Legal authority, to be sure, rested with the board of directors, but Bennett tells us that its meetings were meaningless when Henry Ford did not attend, and farcical when he did. “Mr. Ford would come in, walk around, shake hands with everyone, and then say, ‘Come on, Harry, let’s get the hell out of here. We’ll probably change everything they do, anyway.’ ” Young Henry, for the moment powerless, had to feel his way cautiously. When later he was asked about the extent to which his father and grandfather had talked to him about plant affairs, he replied significantly that he had talked with his father. He went on: “It may have been in 1941 or a little earlier I told him that things were in a mess, and that it would have to be cleaned up.” Edsel, then profoundly discouraged, merely replied that it couldn’t be done!

“…she now began to act decisively in her husband’s name, and it was high time she did.”

Although Henry II said that his brother Benson knew more about the Rouge than he did, he by no means returned to the company in ignorance of its condition. He had seen enough of the factory before his enlistment to know its routines. Then, while attending the Naval Training School at Lake Forest, Illinois, he had taken time to follow the principal Ford developments in detail. He had requested Sorensen’s secretary, Russell Gnau, to supply not only regular operational reports but news of everything he heard and observed.

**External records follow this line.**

use crate::config::Config;
use crate::error::OrganiserResult;
use async_trait::async_trait;
use std::sync::Arc;
use std::time::Duration;
use tokio::sync::{broadcast, Mutex, RwLock};
use tokio::task::JoinHandle;
use tokio::time::Instant;
use tracing::debug;

/// Success or failure of the operation a notification reports on
#[derive(Debug, Clone, Copy, PartialEq, Eq)]
pub enum NotificationKind {
    Success,
    Error,
}

/// A transient, auto-dismissing message for the user
#[derive(Debug, Clone, PartialEq)]
pub struct Notification {
    pub kind: NotificationKind,
    pub message: String,
    pub shown_at: Instant,
    pub ttl: Duration,
}

impl Notification {
    pub fn is_dismissed(&self, now: Instant) -> bool {
        now >= self.shown_at + self.ttl
    }

    pub fn is_error(&self) -> bool {
        self.kind == NotificationKind::Error
    }
}

/// Fans notifications out to every subscribed presentation layer
#[derive(Debug, Clone)]
pub struct Notifier {
    tx: broadcast::Sender<Notification>,
    ttl: Duration,
}

impl Notifier {
    pub fn new(ttl: Duration) -> Self {
        let (tx, _) = broadcast::channel(64);
        Self { tx, ttl }
    }

    pub fn subscribe(&self) -> broadcast::Receiver<Notification> {
        self.tx.subscribe()
    }

    pub fn success(&self, message: impl Into<String>) {
        self.send(NotificationKind::Success, message.into());
    }

    pub fn error(&self, message: impl Into<String>) {
        self.send(NotificationKind::Error, message.into());
    }

    fn send(&self, kind: NotificationKind, message: String) {
        let notification = Notification {
            kind,
            message,
            shown_at: Instant::now(),
            ttl: self.ttl,
        };
        // No subscribers just means nobody is looking
        if self.tx.send(notification).is_err() {
            debug!("Notification dropped, no subscribers");
        }
    }
}

/// The single toast slot of a screen: the newest notification wins
#[derive(Debug, Default)]
pub struct ToastBoard {
    current: Option<Notification>,
}

impl ToastBoard {
    pub fn new() -> Self {
        Self::default()
    }

    pub fn show(&mut self, notification: Notification) {
        self.current = Some(notification);
    }

    /// The visible toast, if it has not been dismissed yet
    pub fn current(&mut self, now: Instant) -> Option<&Notification> {
        if self.current.as_ref().is_some_and(|n| n.is_dismissed(now)) {
            self.current = None;
        }
        self.current.as_ref()
    }
}

/// Component owning the process-wide notifier and the toast slot it feeds
pub struct Notifications {
    notifier: Notifier,
    board: Arc<Mutex<ToastBoard>>,
    feeder: Mutex<Option<JoinHandle<()>>>,
}

impl Notifications {
    pub fn new(notifier: Notifier) -> Self {
        Self {
            notifier,
            board: Arc::new(Mutex::new(ToastBoard::new())),
            feeder: Mutex::new(None),
        }
    }

    pub fn notifier(&self) -> Notifier {
        self.notifier.clone()
    }

    /// The toast currently on screen, if any
    pub async fn current_toast(&self) -> Option<Notification> {
        self.board.lock().await.current(Instant::now()).cloned()
    }
}

#[async_trait]
impl super::Component for Notifications {
    fn name(&self) -> &'static str {
        "notifications"
    }

    async fn init(&self, _config: Arc<RwLock<Config>>) -> OrganiserResult<()> {
        let mut feeder = self.feeder.lock().await;
        if feeder.is_some() {
            return Ok(());
        }

        let mut rx = self.notifier.subscribe();
        let board = Arc::clone(&self.board);
        *feeder = Some(tokio::spawn(async move {
            loop {
                match rx.recv().await {
                    Ok(notification) => board.lock().await.show(notification),
                    Err(broadcast::error::RecvError::Lagged(skipped)) => {
                        debug!("Toast board skipped {} notifications", skipped);
                    }
                    Err(broadcast::error::RecvError::Closed) => break,
                }
            }
        }));

        Ok(())
    }

    async fn shutdown(&self) -> OrganiserResult<()> {
        if let Some(feeder) = self.feeder.lock().await.take() {
            feeder.abort();
        }
        Ok(())
    }

    fn as_any(&self) -> &dyn std::any::Any {
        self
    }
}

#[cfg(test)]
mod tests {
    use super::*;

    #[tokio::test(start_paused = true)]
    async fn test_notification_auto_dismisses() {
        let notifier = Notifier::new(Duration::from_millis(3000));
        let mut rx = notifier.subscribe();

        notifier.success("Event added successfully!");
        let notification = rx.recv().await.unwrap();
        assert_eq!(notification.kind, NotificationKind::Success);
        assert!(!notification.is_dismissed(Instant::now()));

        tokio::time::advance(Duration::from_millis(3000)).await;
        assert!(notification.is_dismissed(Instant::now()));
    }

    #[tokio::test(start_paused = true)]
    async fn test_toast_board_replaces_and_expires() {
        let notifier = Notifier::new(Duration::from_millis(1000));
        let mut rx = notifier.subscribe();
        let mut board = ToastBoard::new();

        notifier.success("first");
        board.show(rx.recv().await.unwrap());
        tokio::time::advance(Duration::from_millis(600)).await;

        notifier.error("second");
        board.show(rx.recv().await.unwrap());
        assert_eq!(board.current(Instant::now()).unwrap().message, "second");

        // The replacement has its own lifetime
        tokio::time::advance(Duration::from_millis(600)).await;
        assert!(board.current(Instant::now()).unwrap().is_error());

        tokio::time::advance(Duration::from_millis(400)).await;
        assert!(board.current(Instant::now()).is_none());
    }

    #[test]
    fn test_send_without_subscribers() {
        let notifier = Notifier::new(Duration::from_secs(1));
        notifier.error("nobody listens");
    }
}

Henry II had used a short leave to visit the Rouge plant on June 4, 1943, and Russell Gnau had promptly set down a report on the call for Harry Bennett, who had been busy with some navy officers. Again the young man had shown how closely he was following the business. When Gnau remarked that he must have stirred up the management when he complained that the company was making no money, Henry II replied that the average of the profits over the past ten years had been far below Chrysler’s. The two had talked about current operations, turnover, and the long lag between shipments and receipt of payments. Gnau then showed him detailed material on bomber construction at Willow Run and the assemblies at the Rouge, the Lincoln plant, and elsewhere, inquiring whether he had received the facts before.